Carrie gave a quick nod then turned to lead him inside. Closing the door behind him, he glanced into the kitchen. A woman was lying facedown over a small, wooden table. A half-empty bottle of whiskey a few inches from her relaxed fingers. Miles could taste the alcohol mingling with the tobacco that permeated the air.

“Mommy’s asleep again,” Carrie said.

“Uh-huh.” Miles turned forward as they walked through the sliding door to the backyard. It was almost entirely bare, save for a shed in the far corner. Miles was shocked it managed to stay upright. The wood was rotting, with crumbling, chipped white paint up and down its surface.

“He’s in there,” Carrie said, pointing a tiny finger.

Miles nodded. “Thanks, Carrie. You uh . . . you should wait inside.”

“Why?” She bit her lip, nervously twirling one of the golden curls trailing from her head.

“I don’t know.” Miles wasn’t sure he’d meant to say that out loud, but he knew it held at least a nugget of truth. The knot in his chest felt tighter than ever, and it screamed out a pain of uncertainty to his more rational mind. “But it’d be . . . better if you waited inside.”

Carrie nodded, casting another nervous glance at the shed. She retreated back to the house, nonetheless.

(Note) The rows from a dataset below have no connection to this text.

// Copyright 2025 the Placemark Authors
// SPDX-License-Identifier: Apache-2.0 OR MIT

//! Conversion of markup geometry nodes into native geometries.

use geo::{Geometry, Polygon};
use placemark_tree::{Coordinate, Document, MarkupGeometry, NodeId};

use crate::engine::{make_line, make_point, make_polygon, make_ring};
use crate::error::ConvertError;

/// Native geometries produced from one markup node, plus the parts that failed.
#[derive(Clone, Debug, Default)]
pub struct Converted {
    /// Successfully converted geometries in source order.
    pub geometries: Vec<Geometry<f64>>,
    /// Nodes that could not be converted.
    pub errors: Vec<ConvertError>,
}

/// Converts markup geometry nodes into native geometries.
///
/// The converter never looks at features or styles. A `MultiGeometry` expands into
/// the converted forms of its geometry children at any depth, flattened; a child
/// that fails to convert is reported without discarding its siblings.
#[derive(Copy, Clone, Debug, Default)]
pub struct GeometryConverter {
    rings_are_polygons: bool,
}

impl GeometryConverter {
    /// Create a converter.
    ///
    /// With `rings_are_polygons`, standalone rings become polygons with that ring as
    /// their only boundary; otherwise they stay closed lines.
    pub const fn new(rings_are_polygons: bool) -> Self {
        Self { rings_are_polygons }
    }

    /// Convert the geometry node `node` and, for a multi-geometry, its descendants.
    ///
    /// Non-geometry nodes convert to nothing. Nested multi-geometries are expanded
    /// with an explicit stack, so nesting depth is limited only by memory.
    pub fn convert(&self, doc: &Document, node: NodeId) -> Converted {
        let mut out = Converted::default();
        let mut stack = vec![node];
        while let Some(id) = stack.pop() {
            let Some(geometry) = doc.node(id).as_geometry() else {
                continue;
            };
            let converted = match geometry {
                MarkupGeometry::MultiGeometry => {
                    // Reversed so parts pop in source order.
                    stack.extend(doc.children(id).iter().rev().copied());
                    continue;
                }
                MarkupGeometry::Point { coord } => coord
                    .as_ref()
                    .map(|c| make_point(c).into())
                    .ok_or(ConvertError::EmptyCoordinates {
                        node: id,
                        kind: "Point",
                    }),
                MarkupGeometry::LineString { coords } => match coords.as_slice() {
                    [] => Err(ConvertError::EmptyCoordinates {
                        node: id,
                        kind: "LineString",
                    }),
                    [single] => Ok(make_point(single).into()),
                    _ => Ok(make_line(coords).into()),
                },
                MarkupGeometry::LinearRing { coords } => self.convert_ring(id, coords),
                MarkupGeometry::Polygon { outer, inner } => {
                    convert_polygon(id, outer.as_deref(), inner)
                }
            };
            match converted {
                Ok(geometry) => out.geometries.push(geometry),
                Err(error) => out.errors.push(error),
            }
        }
        out
    }

    fn convert_ring(
        &self,
        node: NodeId,
        coords: &[Coordinate],
    ) -> Result<Geometry<f64>, ConvertError> {
        check_ring(node, coords, "LinearRing")?;
        let ring = make_ring(coords);
        Ok(if self.rings_are_polygons {
            Polygon::new(ring, Vec::new()).into()
        } else {
            ring.into()
        })
    }
}

fn convert_polygon(
    node: NodeId,
    outer: Option<&[Coordinate]>,
    inner: &[Vec<Coordinate>],
) -> Result<Geometry<f64>, ConvertError> {
    let outer = outer.ok_or(ConvertError::MissingOuterRing { node })?;
    check_ring(node, outer, "Polygon")?;
    for hole in inner {
        check_ring(node, hole, "Polygon")?;
    }
    Ok(make_polygon(outer, inner).into())
}

fn check_ring(
    node: NodeId,
    coords: &[Coordinate],
    kind: &'static str,
) -> Result<(), ConvertError> {
    let Some((first, last)) = coords.first().zip(coords.last()) else {
        return Err(ConvertError::EmptyCoordinates { node, kind });
    };
    let len = coords.len() + usize::from(first != last);
    if len < 4 {
        return Err(ConvertError::ShortRing { node, len });
    }
    Ok(())
}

Miles approached the shed. His mind was screaming at him, he shouldn’t be here, this was wrong. He ignored it. With a single, swift motion, he reached out and flung open the door.

His mouth dropped wide open at the sight before him.

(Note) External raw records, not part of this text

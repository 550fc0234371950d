// Copyright 2025 the Placemark Authors
// SPDX-License-Identifier: Apache-2.0 OR MIT

//! Geometry extraction: the two-pass walk that groups native geometries by feature.

use std::collections::HashMap;

use geo::Geometry;
use placemark_tree::{Document, NodeId, NodeKinds};

use crate::converter::GeometryConverter;
use crate::error::ConvertError;
use crate::ids::IdTable;
use crate::visit::VisitTracker;

/// The geometries owned by one feature.
#[derive(Clone, Debug)]
pub struct FeatureGeometries {
    /// The feature node.
    pub feature: NodeId,
    /// Native geometries in document order of their source nodes.
    pub geometries: Vec<Geometry<f64>>,
}

/// Result of [`GeometryExtractor::run`].
#[derive(Clone, Debug, Default)]
pub struct Extraction {
    /// Features that own at least one geometry, in document order.
    pub features: Vec<FeatureGeometries>,
    /// Geometry nodes that failed to convert and were skipped.
    pub skipped: Vec<ConvertError>,
}

impl Extraction {
    /// Total number of native geometries across all features.
    pub fn geometry_count(&self) -> usize {
        self.features.iter().map(|f| f.geometries.len()).sum()
    }
}

#[derive(Debug)]
struct Group {
    feature: NodeId,
    parts: Vec<(usize, Geometry<f64>)>,
}

/// Walks a document and assigns every converted geometry to its enclosing feature.
///
/// Pass one selects every `MultiGeometry` in document order and converts the ones not
/// already covered by an enclosing multi-geometry. Pass two selects every concrete
/// geometry (`Point`, `LineString`, `LinearRing`, `Polygon`) and converts the ones no
/// earlier conversion covered. A [`VisitTracker`] guarantees each node converts
/// exactly once.
///
/// Geometries without an enclosing feature are skipped. Features that end up with no
/// geometry are not part of the result.
#[derive(Debug)]
pub struct GeometryExtractor<'a> {
    doc: &'a Document,
    converter: GeometryConverter,
    tracker: VisitTracker,
    positions: HashMap<NodeId, usize>,
    groups: Vec<Group>,
    group_of: HashMap<NodeId, usize>,
    skipped: Vec<ConvertError>,
}

impl<'a> GeometryExtractor<'a> {
    /// Create an extractor over `doc`.
    pub fn new(doc: &'a Document, converter: GeometryConverter) -> Self {
        let positions = doc
            .flatten(NodeKinds::all())
            .enumerate()
            .map(|(position, node)| (node, position))
            .collect();
        Self {
            doc,
            converter,
            tracker: VisitTracker::new(),
            positions,
            groups: Vec::new(),
            group_of: HashMap::new(),
            skipped: Vec::new(),
        }
    }

    /// Run both passes, giving every geometry node an id in `ids` as it is first seen.
    pub fn run(mut self, ids: &mut IdTable) -> Extraction {
        let doc = self.doc;

        let mut multis = 0_usize;
        for node in doc.flatten(NodeKinds::MULTI_GEOMETRY) {
            ids.ensure_geometry(node);
            if !self.tracker.is_covered(doc, node) {
                self.visit(node);
                multis += 1;
            }
        }
        tracing::debug!(multis, "converted multi-geometries");

        let mut concrete = 0_usize;
        for node in doc.flatten(NodeKinds::CONCRETE_GEOMETRY) {
            ids.ensure_geometry(node);
            if !self.tracker.is_covered(doc, node) {
                self.visit(node);
                concrete += 1;
            }
        }
        tracing::debug!(concrete, "converted standalone geometries");

        self.finish()
    }

    fn position(&self, node: NodeId) -> usize {
        self.positions.get(&node).copied().unwrap_or(usize::MAX)
    }

    fn visit(&mut self, node: NodeId) {
        let doc = self.doc;
        self.tracker.mark_subtree(doc, node);
        let Some(feature) = doc.nearest_ancestor(node, NodeKinds::FEATURE) else {
            tracing::debug!(?node, "skipping geometry outside any feature");
            return;
        };

        let converted = self.converter.convert(doc, node);
        for error in converted.errors {
            tracing::warn!(node = ?error.node(), %error, "skipping geometry");
            self.skipped.push(error);
        }
        if converted.geometries.is_empty() {
            return;
        }

        let position = self.position(node);
        let slot = *self.group_of.entry(feature).or_insert_with(|| {
            self.groups.push(Group {
                feature,
                parts: Vec::new(),
            });
            self.groups.len() - 1
        });
        self.groups[slot]
            .parts
            .extend(converted.geometries.into_iter().map(|g| (position, g)));
    }

    fn finish(self) -> Extraction {
        let Self {
            positions,
            mut groups,
            skipped,
            ..
        } = self;
        let position = |node: &NodeId| positions.get(node).copied().unwrap_or(usize::MAX);

        // Stable sorts keep the converter's order among parts of one source node.
        groups.sort_by_key(|g| position(&g.feature));
        let features = groups
            .into_iter()
            .map(|mut group| {
                group.parts.sort_by_key(|(p, _)| *p);
                FeatureGeometries {
                    feature: group.feature,
                    geometries: group.parts.into_iter().map(|(_, g)| g).collect(),
                }
            })
            .collect();
        Extraction { features, skipped }
    }
}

It was Jeremy. But not quite, Miles thought. This was a Jeremy he hadn’t seen before. There was a wild, berserk expression in his eyes. He was standing, hunched over his old, beat-up guitar. The guitar he’d played since the audition that day during their freshman year. The guitar that he’d refused to part with, despite the band pleading with him to use a plug-in acoustic for better sound quality. He stood there, holding a gleaming, silver kitchen knife. His arm was held aloft, pouring a small waterfall of crimson blood from a deep gash in his arm. The fountain of red fell onto the guitar. Rather than splashing and running over the sides, the blood seemed to be . . . absorbed by the instrument. Vanishing into a plain of invisible pores running along its surface, the blood seeped into the parched skin of its body, the murky brown merging into a distorted pigmentation.

“J . . . Jere” Miles couldn’t quite finish the word sliding across his tongue like a bar of soap.

Jeremy’s head jerked up. “Mi . . . Miles? Wha . . .?” The knife slid from his fingers. “Oh god. . . .”             Jeremy fell back against the wall of the shed, gripping handfuls of his hair while moaning. “Oh god, oh Jesus fuck¾.”   Miles stood motionless as Jeremy collapsed into a sobbing heap on the plywood floor.

“Oh god, I’m sorry. . . .”            

“Dude . . . what the fuck . . . what . . . what is that?”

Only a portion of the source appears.